Naïve Bayes is a simple but powerful classifier based on a probabilistic model
derived from the Bayes' theorem. Basically it determines the probability that an
instance belongs to a class based on each of the feature value probabilities. The naïve
term comes from the fact that it assumes that each feature is independent of the rest,
that is, the value of a feature has no relation to the value of another feature.

Despite being very simple, it has been used in many domains with very good
results. The independence assumption, although a naïve and strong simplification,
is one of the features that make the model useful in practical applications. Training
the model is reduced to the calculation of the involved conditional probabilities,
which can be estimated by counting frequencies of correlations between feature
values and class values.
One of the most successful applications of Naïve Bayes has been within the field
of Natural Language Processing (NLP). NLP is a field that has been much related
to machine learning, since many of its problems can be formulated as a classification
task. Usually, NLP problems have important amounts of tagged data in the form
of text documents. This data can be used as a training dataset for machine
learning algorithms.

dataset consists of around
19,000 newsgroup messages from 20 different topics ranging from politics and
religion to sports and science.

In [36]:
%pylab inline
import IPython
import sklearn as sk
import numpy as np
import matplotlib
import matplotlib.pyplot as plt

print ('IPython version:', IPython.__version__)
print ('numpy version:', np.__version__)
print ('scikit-learn version:', sk.__version__)
print ('matplotlib version:', matplotlib.__version__)
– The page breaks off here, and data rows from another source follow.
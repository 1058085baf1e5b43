//! Firing program state machine.
//!
//! Walks the ordered phase list, recomputing the moving setpoint each tick
//! and advancing on the shared completion rule: the plateau timer starts
//! once the measured temperature comes within the plateau band of the phase
//! target, and the phase completes after the soak duration has elapsed on
//! that timer. The timer, once started, is never restarted within a phase.
//!
//! Cooldown completes the instant the measured temperature falls to the
//! cooldown target, returning the machine to Idle.

use serde::{Deserialize, Serialize};

use crate::params::FiringParameters;
use crate::phase::{descriptors, PhaseDescriptor, PhaseId, PhaseKind, PLATEAU_BAND_C};

/// Whether a firing program is in progress.
#[derive(Debug, Clone, Copy, PartialEq, Eq, Serialize, Deserialize)]
pub enum RunState {
    Idle,
    Running,
}

/// Phase transition produced by a tick.
#[derive(Debug, Clone, Copy, PartialEq, Eq)]
pub enum PhaseChange {
    /// The soak completed and the program moved to the next phase.
    Advanced { from: PhaseId, to: PhaseId },
    /// Cooldown reached its target; the program returned to Idle.
    Completed,
}

/// The firing program state machine.
#[derive(Debug, Clone, PartialEq)]
pub struct ProgramMachine {
    run_state: RunState,
    phases: [PhaseDescriptor; 4],
    phase_index: usize,
    setpoint_c: f64,
    phase_start_s: f64,
    phase_start_setpoint_c: f64,
    program_start_s: f64,
    plateau_reached: bool,
    plateau_start_s: f64,
}

impl Default for ProgramMachine {
    fn default() -> Self {
        Self::new()
    }
}

impl ProgramMachine {
    /// Create an idle machine.
    pub fn new() -> Self {
        Self {
            run_state: RunState::Idle,
            phases: descriptors(&FiringParameters::default()),
            phase_index: 0,
            setpoint_c: 0.0,
            phase_start_s: 0.0,
            phase_start_setpoint_c: 0.0,
            program_start_s: 0.0,
            plateau_reached: false,
            plateau_start_s: 0.0,
        }
    }

    pub fn run_state(&self) -> RunState {
        self.run_state
    }

    pub fn is_running(&self) -> bool {
        self.run_state == RunState::Running
    }

    /// Active phase, `None` while idle.
    pub fn phase(&self) -> Option<PhaseId> {
        if self.is_running() {
            Some(self.phases[self.phase_index].id)
        } else {
            None
        }
    }

    /// The phase list the current run was started with.
    pub fn phases(&self) -> &[PhaseDescriptor; 4] {
        &self.phases
    }

    /// Index of the active phase, `None` while idle.
    pub fn phase_index(&self) -> Option<usize> {
        if self.is_running() {
            Some(self.phase_index)
        } else {
            None
        }
    }

    /// Instantaneous temperature setpoint (degC).
    pub fn setpoint_c(&self) -> f64 {
        self.setpoint_c
    }

    pub fn plateau_reached(&self) -> bool {
        self.plateau_reached
    }

    /// Time spent on the plateau so far (seconds), zero before it starts.
    pub fn plateau_elapsed_s(&self, t_s: f64) -> f64 {
        if self.plateau_reached {
            (t_s - self.plateau_start_s).max(0.0)
        } else {
            0.0
        }
    }

    /// Time spent in the active phase (seconds).
    pub fn phase_elapsed_s(&self, t_s: f64) -> f64 {
        if self.is_running() {
            (t_s - self.phase_start_s).max(0.0)
        } else {
            0.0
        }
    }

    /// Time since the program started (seconds).
    pub fn program_elapsed_s(&self, t_s: f64) -> f64 {
        if self.is_running() {
            (t_s - self.program_start_s).max(0.0)
        } else {
            0.0
        }
    }

    /// Start a run at `t_s`, capturing the measured temperature as the
    /// initial setpoint. The caller must also reset the heater controller so
    /// a fresh run does not inherit stale integral windup.
    pub fn start(&mut self, t_s: f64, measured_c: f64, params: &FiringParameters) {
        self.phases = descriptors(params);
        self.run_state = RunState::Running;
        self.phase_index = 0;
        self.setpoint_c = measured_c;
        self.phase_start_setpoint_c = measured_c;
        self.phase_start_s = t_s;
        self.program_start_s = t_s;
        self.plateau_reached = false;
        self.plateau_start_s = t_s;
    }

    /// Force the machine back to Idle immediately.
    pub fn stop(&mut self) {
        self.run_state = RunState::Idle;
        self.plateau_reached = false;
    }

    /// Advance one tick: recompute the setpoint, then evaluate the active
    /// phase's completion rule against the measured temperature.
    pub fn tick(&mut self, t_s: f64, measured_c: f64) -> Option<PhaseChange> {
        if !self.is_running() {
            return None;
        }

        let phase = self.phases[self.phase_index];
        let elapsed_h = (t_s - self.phase_start_s).max(0.0) / 3600.0;
        self.setpoint_c = phase.setpoint(self.phase_start_setpoint_c, elapsed_h);

        match phase.kind {
            PhaseKind::Heat { soak_min } => {
                if !self.plateau_reached && measured_c >= phase.target_c - PLATEAU_BAND_C {
                    self.plateau_reached = true;
                    self.plateau_start_s = t_s;
                }
                if self.plateau_reached && t_s - self.plateau_start_s >= soak_min * 60.0 {
                    let from = phase.id;
                    self.phase_index += 1;
                    self.phase_start_s = t_s;
                    self.phase_start_setpoint_c = self.setpoint_c;
                    self.plateau_reached = false;
                    return Some(PhaseChange::Advanced {
                        from,
                        to: self.phases[self.phase_index].id,
                    });
                }
            }
            PhaseKind::Cool => {
                if measured_c <= phase.target_c {
                    self.run_state = RunState::Idle;
                    return Some(PhaseChange::Completed);
                }
            }
        }
        None
    }
}
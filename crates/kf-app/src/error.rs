//! Application-level error type.

pub type AppResult<T> = Result<T, AppError>;

#[derive(thiserror::Error, Debug)]
pub enum AppError {
    #[error("Control error: {0}")]
    Control(#[from] kf_control::ControlError),

    #[error("Plant error: {0}")]
    Plant(#[from] kf_plant::PlantError),

    #[error("Profile error: {0}")]
    Profile(#[from] kf_profile::ProfileError),

    #[error("Unsupported profile extension: {extension}")]
    UnsupportedFormat { extension: String },

    #[error("I/O error: {0}")]
    Io(#[from] std::io::Error),
}
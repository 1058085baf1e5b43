//! Phase descriptors: one parameterized behavior for all firing phases.
//!
//! The three ramp/soak phases and the cooldown share identical setpoint and
//! completion semantics; they differ only in the descriptor driving them.

use serde::{Deserialize, Serialize};

use crate::params::FiringParameters;

/// Measured temperature must come within this band below the phase target
/// before the plateau timer starts.
pub const PLATEAU_BAND_C: f64 = 5.0;

/// Which phase of the firing program is active.
#[derive(Debug, Clone, Copy, PartialEq, Eq, Serialize, Deserialize)]
pub enum PhaseId {
    Ramp1,
    Ramp2,
    Ramp3,
    Cooldown,
}

impl PhaseId {
    pub const ALL: [PhaseId; 4] = [
        PhaseId::Ramp1,
        PhaseId::Ramp2,
        PhaseId::Ramp3,
        PhaseId::Cooldown,
    ];

    /// Short display label.
    pub fn label(&self) -> &'static str {
        match self {
            PhaseId::Ramp1 => "P1",
            PhaseId::Ramp2 => "P2",
            PhaseId::Ramp3 => "P3",
            PhaseId::Cooldown => "Cool",
        }
    }
}

/// Direction and completion rule of a phase.
#[derive(Debug, Clone, Copy, PartialEq, Serialize, Deserialize)]
pub enum PhaseKind {
    /// Ramp the setpoint up, then soak at the target.
    Heat {
        /// Required continuous plateau duration (minutes).
        soak_min: f64,
    },
    /// Ramp the setpoint down; completes the instant the measured
    /// temperature falls to the target. No soak applies.
    Cool,
}

/// Everything the state machine needs to run one phase.
#[derive(Debug, Clone, Copy, PartialEq, Serialize, Deserialize)]
pub struct PhaseDescriptor {
    pub id: PhaseId,
    /// Phase end temperature (degC).
    pub target_c: f64,
    /// Commanded setpoint rate, always positive (degC/hour).
    pub rate_c_per_hr: f64,
    pub kind: PhaseKind,
}

impl PhaseDescriptor {
    /// Setpoint at `elapsed_h` hours into the phase, starting from
    /// `start_c`. Linear toward the target, never overshooting it.
    pub fn setpoint(&self, start_c: f64, elapsed_h: f64) -> f64 {
        match self.kind {
            PhaseKind::Heat { .. } => {
                (start_c + self.rate_c_per_hr * elapsed_h).min(self.target_c)
            }
            PhaseKind::Cool => (start_c - self.rate_c_per_hr * elapsed_h).max(self.target_c),
        }
    }
}

/// Expand the operator parameters into the ordered phase list.
pub fn descriptors(params: &FiringParameters) -> [PhaseDescriptor; 4] {
    let ramp_ids = [PhaseId::Ramp1, PhaseId::Ramp2, PhaseId::Ramp3];
    let mut phases = [PhaseDescriptor {
        id: PhaseId::Cooldown,
        target_c: params.cooldown.target_c,
        rate_c_per_hr: params.cooldown.rate_c_per_hr,
        kind: PhaseKind::Cool,
    }; 4];
    for (i, ramp) in params.ramps.iter().enumerate() {
        phases[i] = PhaseDescriptor {
            id: ramp_ids[i],
            target_c: ramp.target_c,
            rate_c_per_hr: ramp.rate_c_per_hr,
            kind: PhaseKind::Heat {
                soak_min: ramp.soak_min,
            },
        };
    }
    phases
}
Populating the interactive namespace from numpy and matplotlib
IPython version: 4.0.1
numpy version: 1.13.1
scikit-learn version: 0.18.2
matplotlib version: 1.5.0


In [37]:
from sklearn.datasets import fetch_20newsgroups
news = fetch_20newsgroups(subset='all')

In [38]:
print (type(news.data), type(news.target), type(news.target_names))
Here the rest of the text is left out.